Automated detection of Covid-19 disease using deep fused features from chest radiography images


Ucar E., ATİLA Ü., Ucar M., Akyol K.

BIOMEDICAL SIGNAL PROCESSING AND CONTROL, cilt.69, 2021 (SCI-Expanded) identifier identifier identifier

  • Yayın Türü: Makale / Tam Makale
  • Cilt numarası: 69
  • Basım Tarihi: 2021
  • Doi Numarası: 10.1016/j.bspc.2021.102862
  • Dergi Adı: BIOMEDICAL SIGNAL PROCESSING AND CONTROL
  • Derginin Tarandığı İndeksler: Science Citation Index Expanded (SCI-EXPANDED), Scopus, Compendex, EMBASE, INSPEC
  • Anahtar Kelimeler: Covid-19, Pneumonia, X-ray, Deep learning, Bi-LSTM, Automatic medical diagnosis, CONVOLUTIONAL NEURAL-NETWORK, CLASSIFICATION
  • Gazi Üniversitesi Adresli: Evet

Özet

The health systems of many countries are desperate in the face of Covid-19, which has become a pandemic worldwide and caused the death of hundreds of thousands of people. In order to keep Covid-19, which has a very high propagation rate, under control, it is necessary to develop faster, low-cost and highly accurate methods, rather than a costly Polymerase Chain Reaction test that can yield results in a few hours. In this study, a deep learning-based approach that can detect Covid-19 quickly and with high accuracy on X-ray images, which are common in every hospital and can be obtained at low cost, was proposed.
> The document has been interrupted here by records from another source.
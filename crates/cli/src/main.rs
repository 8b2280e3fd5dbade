//! Filetrigger CLI - ftrig command
//!
//! Starts one trigger, prints every fire and stops on Enter or Ctrl+C.

use anyhow::{Context, Result};
use chrono::Local;
use clap::Parser;
use owo_colors::OwoColorize;
use std::path::PathBuf;
use std::sync::Arc;
use tracing::info;
use trigger_core::{TriggerEvent, TriggerSettings};
use trigger_watcher::{TriggerCallback, TriggerEngine};

mod logging;

/// Filetrigger - run a callback when a file changes or stays quiet too long
#[derive(Parser)]
#[command(name = "ftrig")]
#[command(author, version, about, long_about = None)]
struct Cli {
    /// Trigger definition, e.g. `./data.txt|Initial|S:30|/tmp,/var/tmp`
    definition: String,

    /// Engine settings (TOML)
    #[arg(short, long)]
    config: Option<PathBuf>,

    /// Also write logs to this file
    #[arg(long)]
    log_file: Option<PathBuf>,

    /// Name shown in trigger messages
    #[arg(long, default_value = "ftrig")]
    controller: String,
}

#[tokio::main]
async fn main() -> Result<()> {
    let cli = Cli::parse();
    let _guard = logging::init(cli.log_file.as_deref())?;

    let settings = match &cli.config {
        Some(path) => {
            let settings = TriggerSettings::load(path)
                .with_context(|| format!("Failed to load settings from {}", path.display()))?;
            info!("Loaded settings from {}", path.display());
            settings
        }
        None => TriggerSettings::default(),
    };

    let engine = TriggerEngine::builder().settings(settings).build();
    let callback: TriggerCallback = Arc::new(print_fire);

    let started = engine
        .start(&cli.controller, &cli.definition, callback.clone())
        .with_context(|| format!("Failed to start trigger '{}'", cli.definition))?;
    if !started {
        anyhow::bail!("Trigger is already running");
    }

    println!("{}", engine.trigger_info().bold());
    println!("{}", "Press Enter or Ctrl+C to stop".dimmed());

    wait_for_exit().await?;

    engine.stop(&cli.controller, &callback);
    engine.dispose();
    println!("{}", "Trigger stopped".green());
    Ok(())
}

fn print_fire(event: TriggerEvent) {
    let time_str = Local::now().format("%H:%M:%S").to_string();
    println!(
        "{} Trigger fired: {} ({})",
        time_str.dimmed(),
        event.full_path().display().cyan(),
        event.change_info()
    );
}

async fn wait_for_exit() -> Result<()> {
    // A plain thread: a blocked stdin read must not hold up runtime shutdown
    let (tx, rx) = tokio::sync::oneshot::channel();
    std::thread::spawn(move || {
        let mut line = String::new();
        let _ = tx.send(std::io::stdin().read_line(&mut line).map(|_| ()));
    });

    tokio::select! {
        result = rx => {
            result
                .context("Stdin reader went away")?
                .context("Failed to read stdin")?;
        }
        result = tokio::signal::ctrl_c() => {
            result.context("Failed to listen for Ctrl+C")?;
        }
    }
    Ok(())
}
//! `notify`-based watch backend

use super::{EventSink, OsWatch, WatchBackend};
use crate::error::WatchFailure;
use notify::event::{MetadataKind, ModifyKind};
use notify::{Event, EventKind, RecommendedWatcher, RecursiveMode, Watcher};
use std::path::Path;
use tracing::{debug, trace};
use trigger_core::{ChangeKind, ResolvedWatchTarget, TriggerError};

/// Watches directories with the platform's recommended `notify` watcher
#[derive(Debug, Default, Clone, Copy)]
pub struct NotifyBackend;

impl OsWatch for RecommendedWatcher {}

impl WatchBackend for NotifyBackend {
    fn watch(
        &self,
        target: &ResolvedWatchTarget,
        sink: EventSink,
    ) -> Result<Box<dyn OsWatch>, TriggerError> {
        let directory = target.directory.clone();
        let setup_error = |e: notify::Error| TriggerError::WatchSetup {
            directory: target.directory.clone(),
            reason: e.to_string(),
        };

        let mut watcher = notify::recommended_watcher(move |res: notify::Result<Event>| {
            match res {
                Ok(event) => route(&sink, &directory, event),
                Err(e) => sink.failed(WatchFailure::Inaccessible(e.to_string())),
            }
        })
        .map_err(setup_error)?;

        watcher
            .watch(&target.directory, RecursiveMode::NonRecursive)
            .map_err(setup_error)?;

        debug!("Watching {}", target.path().display());
        Ok(Box::new(watcher))
    }
}

/// Forward one OS event to the sink
fn route(sink: &EventSink, directory: &Path, event: Event) {
    trace!("notify event: {:?}", event);

    if event.need_rescan() {
        sink.failed(WatchFailure::Overflow);
        return;
    }

    if matches!(event.kind, EventKind::Remove(_)) && event.paths.iter().any(|p| p == directory) {
        sink.failed(WatchFailure::Inaccessible(format!(
            "{} was removed",
            directory.display()
        )));
        return;
    }

    let Some(change) = change_kind(&event.kind) else {
        return;
    };
    for path in event.paths {
        if sink.changed(path, change) {
            break;
        }
    }
}

/// Map a notify event kind to a last-write style change
fn change_kind(kind: &EventKind) -> Option<ChangeKind> {
    match kind {
        EventKind::Create(_) => Some(ChangeKind::Created),
        EventKind::Modify(ModifyKind::Name(_)) => Some(ChangeKind::Renamed),
        EventKind::Modify(ModifyKind::Metadata(MetadataKind::WriteTime | MetadataKind::Any)) => {
            Some(ChangeKind::Changed)
        }
        EventKind::Modify(ModifyKind::Metadata(_)) => None,
        EventKind::Modify(_) => Some(ChangeKind::Changed),
        _ => None,
    }
}
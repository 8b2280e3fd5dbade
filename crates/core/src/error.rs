//! Errors surfaced synchronously to callers of `start`

use std::path::PathBuf;
use thiserror::Error;

/// Failure to set up a trigger
#[derive(Debug, Error)]
pub enum TriggerError {
    /// Interval token with a unit other than MS, S, M, H or D
    #[error("invalid interval unit '{unit}' in '{token}': allowed are MS (milliseconds), S (seconds), M (minutes), H (hours), D (days)")]
    InvalidIntervalUnit { unit: String, token: String },

    /// Interval value that does not fit into milliseconds
    #[error("interval '{0}' is out of range")]
    InvalidInterval(String),

    /// No path segment, or a path segment without a file name
    #[error("no file name found in trigger definition '{0}'")]
    MissingFileName(String),

    /// None of the candidate directories exists
    #[error("no valid directory found ({0})")]
    NoValidDirectory(String),

    /// The OS refused to watch a resolved directory
    #[error("cannot watch {directory:?}: {reason}")]
    WatchSetup { directory: PathBuf, reason: String },

    /// The worker thread could not be spawned
    #[error("cannot start trigger worker: {0}")]
    Worker(String),

    /// Settings file could not be read or is invalid
    #[error("invalid settings: {reason}")]
    Settings { path: Option<PathBuf>, reason: String },

    /// The trigger was disposed and cannot be started again
    #[error("trigger has been disposed")]
    Disposed,
}
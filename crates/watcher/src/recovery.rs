//! Retry policy for rebuilding watches after a failure

use std::time::Duration;
use trigger_core::RecoverySettings;

/// Doubling backoff with an optional attempt ceiling
#[derive(Debug, Clone)]
pub struct RecoveryPolicy {
    max_attempts: u32,
    initial_backoff: Duration,
    max_backoff: Duration,
}

impl RecoveryPolicy {
    pub fn new(settings: &RecoverySettings) -> Self {
        Self {
            max_attempts: settings.max_attempts,
            initial_backoff: Duration::from_millis(settings.initial_backoff_ms),
            max_backoff: Duration::from_millis(settings.max_backoff_ms),
        }
    }

    /// Whether another attempt is allowed after `failed` failed attempts
    pub fn allows(&self, failed: u32) -> bool {
        self.max_attempts == 0 || failed < self.max_attempts
    }

    /// Delay before the attempt following `failed` failures (`failed` >= 1)
    pub fn backoff(&self, failed: u32) -> Duration {
        let shift = failed.saturating_sub(1).min(31);
        self.initial_backoff
            .checked_mul(1u32 << shift)
            .unwrap_or(self.max_backoff)
            .min(self.max_backoff)
    }
}

impl From<&RecoverySettings> for RecoveryPolicy {
    fn from(settings: &RecoverySettings) -> Self {
        Self::new(settings)
    }
}

#[cfg(test)]
mod tests {
    use super::*;

    fn policy(max_attempts: u32) -> RecoveryPolicy {
        RecoveryPolicy::new(&RecoverySettings {
            max_attempts,
            initial_backoff_ms: 100,
            max_backoff_ms: 1_000,
        })
    }

    #[test]
    fn test_backoff_doubles_up_to_cap() {
        let policy = policy(10);
        assert_eq!(policy.backoff(1), Duration::from_millis(100));
        assert_eq!(policy.backoff(2), Duration::from_millis(200));
        assert_eq!(policy.backoff(3), Duration::from_millis(400));
        assert_eq!(policy.backoff(4), Duration::from_millis(800));
        assert_eq!(policy.backoff(5), Duration::from_millis(1_000));
        assert_eq!(policy.backoff(500), Duration::from_millis(1_000));
    }

    #[test]
    fn test_attempt_ceiling() {
        let policy = policy(3);
        assert!(policy.allows(0));
        assert!(policy.allows(2));
        assert!(!policy.allows(3));
    }

    #[test]
    fn test_zero_means_unbounded() {
        let policy = policy(0);
        assert!(policy.allows(u32::MAX - 1));
    }
}
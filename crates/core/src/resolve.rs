//! Candidate directory resolution
//!
//! Exact match wins: the first candidate that already contains the file is
//! the only directory watched. Without such a match every existing
//! candidate is watched, since the file may show up in any of them later.

use crate::error::TriggerError;
use crate::spec::WatchSpec;
use crate::Result;
use std::path::{Path, PathBuf};
use tracing::debug;

/// One directory + file name pair to watch
#[derive(Debug, Clone, PartialEq, Eq, Hash)]
pub struct ResolvedWatchTarget {
    /// Directory holding (or expected to hold) the file
    pub directory: PathBuf,
    /// File name inside `directory`
    pub filename: String,
}

impl ResolvedWatchTarget {
    /// Create a new target
    pub fn new(directory: impl Into<PathBuf>, filename: impl Into<String>) -> Self {
        Self {
            directory: directory.into(),
            filename: filename.into(),
        }
    }

    /// Full path of the watched file
    pub fn path(&self) -> PathBuf {
        self.directory.join(&self.filename)
    }

    /// Whether `path` names the watched file
    pub fn matches(&self, path: &Path) -> bool {
        path.file_name()
            .and_then(|name| name.to_str())
            .is_some_and(|name| name == self.filename)
    }
}

/// Determine the directories to watch for a parsed definition
pub fn resolve(spec: &WatchSpec) -> Result<Vec<ResolvedWatchTarget>> {
    let filename = spec.filename();
    let mut existing: Vec<PathBuf> = Vec::new();

    for directory in spec.candidate_directories() {
        if directory.join(filename).is_file() {
            debug!("Found {} in {}", filename, directory.display());
            return Ok(vec![ResolvedWatchTarget::new(directory.clone(), filename)]);
        }
        if directory.is_dir() && !existing.contains(directory) {
            existing.push(directory.clone());
        }
    }

    if existing.is_empty() {
        let searched = spec
            .candidate_directories()
            .iter()
            .map(|d| d.display().to_string())
            .collect::<Vec<_>>()
            .join(", ");
        return Err(TriggerError::NoValidDirectory(format!(
            "{} in [{}]",
            filename, searched
        )));
    }

    debug!(
        "{} not present yet, watching {} candidate directories",
        filename,
        existing.len()
    );
    Ok(existing
        .into_iter()
        .map(|directory| ResolvedWatchTarget::new(directory, filename))
        .collect())
}
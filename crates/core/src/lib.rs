//! Trigger Core - OS-independent building blocks of a file trigger
//!
//! This crate provides:
//! - Trigger definition parsing (`path|Initial|S:30|dir1,dir2`)
//! - Candidate directory resolution (exact match wins)
//! - The event value handed to trigger callbacks
//! - Engine settings loaded from TOML

pub mod config;
pub mod error;
pub mod event;
pub mod resolve;
pub mod spec;

// Re-export main types for convenience
pub use config::{RecoverySettings, TriggerSettings};
pub use error::TriggerError;
pub use event::{ChangeKind, TriggerEvent};
pub use resolve::{resolve, ResolvedWatchTarget};
pub use spec::WatchSpec;

/// Common result type used throughout trigger-core
pub type Result<T> = std::result::Result<T, TriggerError>;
Deep features were extracted from XRay images in RGB, CIE Lab and RGB CIE color spaces using DenseNet121 and EfficientNet B0 pre-trained deep learning architectures and then obtained features were fed into a two-stage classifier approach. Each of the classifiers in the proposed approach performed binary classification. In the first stage, healthy and infected samples were separated, and in the second stage, infected samples were detected as Covid-19 or pneumonia. In the experiments, Bi-LSTM network and well-known ensemble approaches such as Gradient Boosting, Random Forest and Extreme Gradient Boosting were used as the classifier model and it was seen that the Bi-LSTM network had a superior performance than other classifiers with 92.489% accuracy.